### EXERCISE GOAL
Read the data below. Every line holding the string "above" must be copied.

Start of DATA UNDER STUDY

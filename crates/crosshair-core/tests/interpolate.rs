// File: crates/crosshair-core/tests/interpolate.rs
// Purpose: Value interpolation on continuous and category axes.

use chrono::{TimeZone, Utc};
use crosshair_core::axis::TickLabel;
use crosshair_core::interpolate::{interpolate, interpolate_to_pixel, InterpolationInput};
use crosshair_core::scale::{time_value, CategoryScale, NumericScale};
use crosshair_core::{Dataset, InterpolationError};

fn eq(a: f64, b: f64) -> bool { (a - b).abs() < 1e-9 }

fn labels(n: usize) -> Vec<TickLabel> {
    (0..n).map(|i| TickLabel::Text(format!("c{i}"))).collect()
}

#[test]
fn linear_midpoint() {
    let xs = NumericScale::linear(0.0, 10.0, 0.0, 100.0);
    let ys = NumericScale::linear(0.0, 10.0, 100.0, 0.0);
    let d = Dataset::with_points("a", [(0.0, 0.0), (10.0, 10.0)]);
    let out = interpolate(&InterpolationInput::for_dataset(&xs, &ys, &d, 50.0)).expect("bracketed");
    assert!(eq(out.x, 5.0));
    assert!(eq(out.y, 5.0));
    assert_eq!(out.prev.x, 0.0);
    assert_eq!(out.next.x, 10.0);
}

#[test]
fn stepped_holds_previous_value() {
    let xs = NumericScale::linear(0.0, 10.0, 0.0, 100.0);
    let ys = NumericScale::linear(0.0, 10.0, 100.0, 0.0);
    let d = Dataset::with_points("a", [(0.0, 0.0), (10.0, 10.0)]).stepped();
    let out = interpolate(&InterpolationInput::for_dataset(&xs, &ys, &d, 50.0)).expect("bracketed");
    assert_eq!(out.y, 0.0);
}

#[test]
fn cursor_on_first_sample_brackets_with_second() {
    let xs = NumericScale::linear(0.0, 10.0, 0.0, 100.0);
    let ys = NumericScale::linear(0.0, 10.0, 100.0, 0.0);
    let d = Dataset::with_points("a", [(0.0, 2.0), (10.0, 10.0)]);
    let out = interpolate(&InterpolationInput::for_dataset(&xs, &ys, &d, 0.0)).expect("bracketed");
    assert!(eq(out.y, 2.0));
    assert_eq!(out.next.x, 10.0);
}

#[test]
fn continuous_skip_reasons() {
    let xs = NumericScale::linear(0.0, 10.0, 0.0, 100.0);
    let ys = NumericScale::linear(0.0, 4.0, 100.0, 0.0);

    let d = Dataset::with_points("a", [(0.0, 0.0), (10.0, 10.0)]);
    let before_axis = InterpolationInput::for_dataset(&xs, &ys, &d, -10.0);
    assert_eq!(interpolate(&before_axis), Err(InterpolationError::CursorOutOfRange));

    // y = 5 lies above a 0..4 axis
    let above = InterpolationInput::for_dataset(&xs, &ys, &d, 50.0);
    assert_eq!(interpolate(&above), Err(InterpolationError::ValueOutOfRange));

    let short = Dataset::with_points("b", [(0.0, 0.0), (5.0, 1.0)]);
    let past_data = InterpolationInput::for_dataset(&xs, &ys, &short, 80.0);
    assert_eq!(interpolate(&past_data), Err(InterpolationError::NoBracket));

    let gap = Dataset::with_points("c", [(0.0, f64::NAN), (10.0, 1.0)]);
    let nan = InterpolationInput::for_dataset(&xs, &ys, &gap, 50.0);
    assert_eq!(interpolate(&nan), Err(InterpolationError::NotFinite));
}

#[test]
fn time_axis_interpolates_in_milliseconds() {
    let t0 = Utc.with_ymd_and_hms(2024, 1, 1, 0, 0, 0).unwrap();
    let t1 = Utc.with_ymd_and_hms(2024, 1, 1, 1, 0, 0).unwrap();
    let xs = NumericScale::time(&t0, &t1, 0.0, 360.0);
    let ys = NumericScale::linear(0.0, 100.0, 100.0, 0.0);
    let d = Dataset::with_points("load", [(time_value(&t0), 10.0), (time_value(&t1), 70.0)]);

    let out = interpolate(&InterpolationInput::for_dataset(&xs, &ys, &d, 180.0)).expect("bracketed");
    assert!(eq(out.y, 40.0));
    assert!(eq(out.x, time_value(&t0) + 30.0 * 60.0 * 1000.0));
}

#[test]
fn category_between_ticks() {
    let xs = CategoryScale::new(labels(5), 0.0, 400.0);
    let ys = NumericScale::linear(0.0, 100.0, 100.0, 0.0);
    let d = Dataset::with_values("a", [10.0, 20.0, 30.0, 40.0, 50.0]);

    let out = interpolate(&InterpolationInput::for_dataset(&xs, &ys, &d, 150.0)).expect("bracketed");
    assert!(eq(out.x, 1.5));
    assert!(eq(out.y, 25.0));
    assert_eq!(out.prev.y, 20.0);
    assert_eq!(out.next.y, 30.0);
}

#[test]
fn category_edges_clamp_into_range() {
    let xs = CategoryScale::new(labels(5), 0.0, 400.0);
    let ys = NumericScale::linear(0.0, 100.0, 100.0, 0.0);
    let d = Dataset::with_values("a", [10.0, 20.0, 30.0, 40.0, 50.0]);

    let left = interpolate(&InterpolationInput::for_dataset(&xs, &ys, &d, 0.0)).expect("left edge");
    assert!(eq(left.x, 0.0));
    assert!(eq(left.y, 10.0));

    let right = interpolate(&InterpolationInput::for_dataset(&xs, &ys, &d, 400.0)).expect("right edge");
    assert!(eq(right.x, 4.0));
    assert!(eq(right.y, 50.0));
}

#[test]
fn category_clamps_y_to_axis() {
    let xs = CategoryScale::new(labels(5), 0.0, 400.0);
    let ys = NumericScale::linear(0.0, 40.0, 100.0, 0.0);
    let d = Dataset::with_values("a", [10.0, 20.0, 30.0, 40.0, 50.0]);

    let out = interpolate(&InterpolationInput::for_dataset(&xs, &ys, &d, 350.0)).expect("bracketed");
    assert!(eq(out.y, 40.0));
}

#[test]
fn category_numeric_labels_supply_x() {
    let ticks = [10.0, 20.0, 30.0, 40.0, 50.0].map(TickLabel::Number).to_vec();
    let xs = CategoryScale::new(ticks, 0.0, 400.0);
    let ys = NumericScale::linear(0.0, 100.0, 100.0, 0.0);
    let d = Dataset::with_values("a", [1.0, 2.0, 3.0, 4.0, 5.0]);

    let out = interpolate(&InterpolationInput::for_dataset(&xs, &ys, &d, 50.0)).expect("bracketed");
    assert!(eq(out.x, 15.0));
    assert!(eq(out.prev.x, 10.0) && eq(out.next.x, 20.0));

    let out = interpolate(&InterpolationInput::for_dataset(&xs, &ys, &d, 150.0)).expect("bracketed");
    assert!(eq(out.x, 25.0));
    assert!(eq(out.prev.y, 2.0) && eq(out.next.y, 3.0));
}

#[test]
fn category_cursor_outside_axis_is_skipped() {
    let xs = CategoryScale::new(labels(5), 100.0, 500.0);
    let ys = NumericScale::linear(0.0, 100.0, 100.0, 0.0);
    let d = Dataset::with_values("a", [10.0, 20.0, 30.0, 40.0, 50.0]);

    for px in [50.0, 99.0, 501.0, 550.0] {
        let input = InterpolationInput::for_dataset(&xs, &ys, &d, px);
        assert_eq!(interpolate(&input), Err(InterpolationError::CursorOutOfRange), "px {px}");
    }
    let inside = interpolate(&InterpolationInput::for_dataset(&xs, &ys, &d, 100.0)).expect("left tick");
    assert!(eq(inside.y, 10.0));
}

#[test]
fn category_stepped_uses_left_value_until_last_tick() {
    let xs = CategoryScale::new(labels(3), 0.0, 200.0);
    let ys = NumericScale::linear(0.0, 100.0, 100.0, 0.0);
    let d = Dataset::with_values("a", [10.0, 20.0, 30.0]).stepped();

    let mid = interpolate(&InterpolationInput::for_dataset(&xs, &ys, &d, 150.0)).expect("bracketed");
    assert_eq!(mid.y, 20.0);
    let end = interpolate(&InterpolationInput::for_dataset(&xs, &ys, &d, 200.0)).expect("bracketed");
    assert_eq!(end.y, 30.0);
}

#[test]
fn category_nan_value_is_skipped() {
    let xs = CategoryScale::new(labels(3), 0.0, 200.0);
    let ys = NumericScale::linear(0.0, 100.0, 100.0, 0.0);
    let d = Dataset::with_values("a", [10.0, f64::NAN, 30.0]);
    let input = InterpolationInput::for_dataset(&xs, &ys, &d, 50.0);
    assert_eq!(interpolate(&input), Err(InterpolationError::NotFinite));
}

#[test]
fn projects_back_to_y_pixel() {
    let xs = NumericScale::linear(0.0, 10.0, 0.0, 100.0);
    let ys = NumericScale::linear(0.0, 10.0, 100.0, 0.0);
    let d = Dataset::with_points("a", [(0.0, 0.0), (10.0, 10.0)]);
    let (_, y_px) = interpolate_to_pixel(&InterpolationInput::for_dataset(&xs, &ys, &d, 30.0)).expect("mapped");
    assert!(eq(y_px, 70.0));
}
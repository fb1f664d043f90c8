// File: crates/crosshair-core/tests/sync.rs
// Purpose: Cross-chart mirroring of pointer, drag-zoom and reset through the sync bus.

use std::cell::Cell;
use std::rc::Rc;

use crosshair_core::scale::NumericScale;
use crosshair_core::types::ChartId;
use crosshair_core::{
    ChartHost, ChartInstance, CrosshairOptions, Dataset, HeadlessChart, PointerEvent, SharedInstance, SyncBus,
    SyncMessage,
};

fn approx(a: f64, b: f64) -> bool { (a - b).abs() < 1e-6 }

/// Values 0..100 over pixels `left..right`.
fn chart(left: f64, right: f64) -> HeadlessChart {
    HeadlessChart::new(
        NumericScale::linear(0.0, 100.0, left, right),
        NumericScale::linear(0.0, 100.0, 300.0, 50.0),
    )
    .with_dataset(Dataset::with_points("s", (0..10).map(|i| (5.0 + 10.0 * i as f64, 50.0))))
}

fn synced(bus: &SyncBus, group: u32, left: f64, right: f64) -> SharedInstance<HeadlessChart> {
    let json = format!(r#"{{"sync": {{"enabled": true, "group": {group}, "suppressTooltips": true}}, "zoom": {{"enabled": true}}}}"#);
    let options = CrosshairOptions::from_json(&json).expect("options");
    ChartInstance::attach(chart(left, right), &options, bus)
}

fn cursor_x(inst: &SharedInstance<HeadlessChart>) -> Option<f64> {
    inst.borrow().crosshair().state().and_then(|s| s.cursor).map(|c| c.x)
}

#[test]
fn pointer_is_mirrored_in_data_space() {
    let bus = SyncBus::new();
    let a = synced(&bus, 1, 50.0, 300.0);
    let b = synced(&bus, 1, 0.0, 200.0);

    // pixel 155 on A is x = 42, which B draws at pixel 84
    a.borrow_mut().pointer(PointerEvent::move_to(155.0, 100.0));

    assert_eq!(cursor_x(&a), Some(155.0));
    assert!(cursor_x(&b).is_some_and(|x| approx(x, 84.0)));
    assert!(a.borrow().tooltip_visible());
    assert!(!b.borrow().tooltip_visible());
}

#[test]
fn other_groups_are_untouched() {
    let bus = SyncBus::new();
    let a = synced(&bus, 1, 50.0, 300.0);
    let c = synced(&bus, 2, 50.0, 300.0);

    a.borrow_mut().pointer(PointerEvent::move_to(155.0, 100.0));
    assert_eq!(cursor_x(&c), None);
}

#[test]
fn replayed_events_are_not_published_again() {
    let bus = SyncBus::new();
    let a = synced(&bus, 1, 50.0, 300.0);
    let _b = synced(&bus, 1, 0.0, 200.0);

    let seen = Rc::new(Cell::new(0));
    let counter = seen.clone();
    let _probe = bus.subscribe(ChartId::next(), 1, move |_| counter.set(counter.get() + 1));

    a.borrow_mut().pointer(PointerEvent::move_to(155.0, 100.0));
    assert_eq!(seen.get(), 1);
}

#[test]
fn clicks_travel_as_moves() {
    let bus = SyncBus::new();
    let a = synced(&bus, 1, 50.0, 300.0);

    let kinds = Rc::new(std::cell::RefCell::new(Vec::new()));
    let sink = kinds.clone();
    let _probe = bus.subscribe(ChartId::next(), 1, move |msg| {
        if let SyncMessage::Pointer(p) = msg {
            sink.borrow_mut().push(p.kind);
        }
    });

    a.borrow_mut().pointer(PointerEvent::click(155.0, 100.0));
    assert_eq!(kinds.borrow().as_slice(), &[crosshair_core::PointerKind::Move]);
}

#[test]
fn drag_zoom_is_mirrored() {
    let bus = SyncBus::new();
    let a = synced(&bus, 1, 50.0, 300.0);
    let b = synced(&bus, 1, 0.0, 200.0);

    a.borrow_mut().pointer(PointerEvent::down(100.0, 150.0));
    a.borrow_mut().pointer(PointerEvent::drag_to(250.0, 150.0));
    assert!(b.borrow().crosshair().state().is_some_and(|s| s.drag.started));
    a.borrow_mut().pointer(PointerEvent::up(250.0, 150.0));

    for inst in [&a, &b] {
        let i = inst.borrow();
        let range = i.crosshair().state().and_then(|s| s.zoom_range).expect("zoomed");
        assert!(approx(range.start, 20.0) && approx(range.end, 80.0));
        assert_eq!(i.host().datasets()[0].data.len(), 8);
        assert!(i.host().reset_control().is_some());
    }
}

#[test]
fn reset_is_mirrored_once() {
    let bus = SyncBus::new();
    let a = synced(&bus, 1, 50.0, 300.0);
    let b = synced(&bus, 1, 0.0, 200.0);
    a.borrow_mut().zoom(20.0, 80.0);
    b.borrow_mut().zoom(20.0, 80.0);
    let b_updates = b.borrow().host().updates;

    a.borrow_mut().click_reset_control();

    let i = b.borrow();
    assert!(!i.crosshair().state().is_some_and(|s| s.is_zoomed()));
    assert!(i.host().reset_control().is_none());
    assert_eq!(i.host().datasets()[0].data.len(), 10);
    assert_eq!(i.host().updates, b_updates + 1);
    assert!(a.borrow().host().reset_control().is_none());
}

#[test]
fn destroy_and_drop_unsubscribe() {
    let bus = SyncBus::new();
    let a = synced(&bus, 1, 50.0, 300.0);
    let b = synced(&bus, 1, 0.0, 200.0);
    assert_eq!(bus.subscriber_count(), 2);

    a.borrow_mut().destroy();
    assert!(!a.borrow().is_subscribed());
    assert_eq!(bus.subscriber_count(), 1);

    drop(b);
    assert_eq!(bus.subscriber_count(), 0);
}

#[test]
fn sync_disabled_charts_do_not_subscribe() {
    let bus = SyncBus::new();
    let inst = ChartInstance::attach(chart(50.0, 300.0), &CrosshairOptions::default(), &bus);
    assert!(!inst.borrow().is_subscribed());
    assert_eq!(bus.subscriber_count(), 0);
}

End of DATA UNDER STUDY

### EXPECTED OUTPUT
    // y = 5 lies above a 0..4 axis
    let above = InterpolationInput::for_dataset(&xs, &ys, &d, 50.0);
    assert_eq!(interpolate(&above), Err(InterpolationError::ValueOutOfRange));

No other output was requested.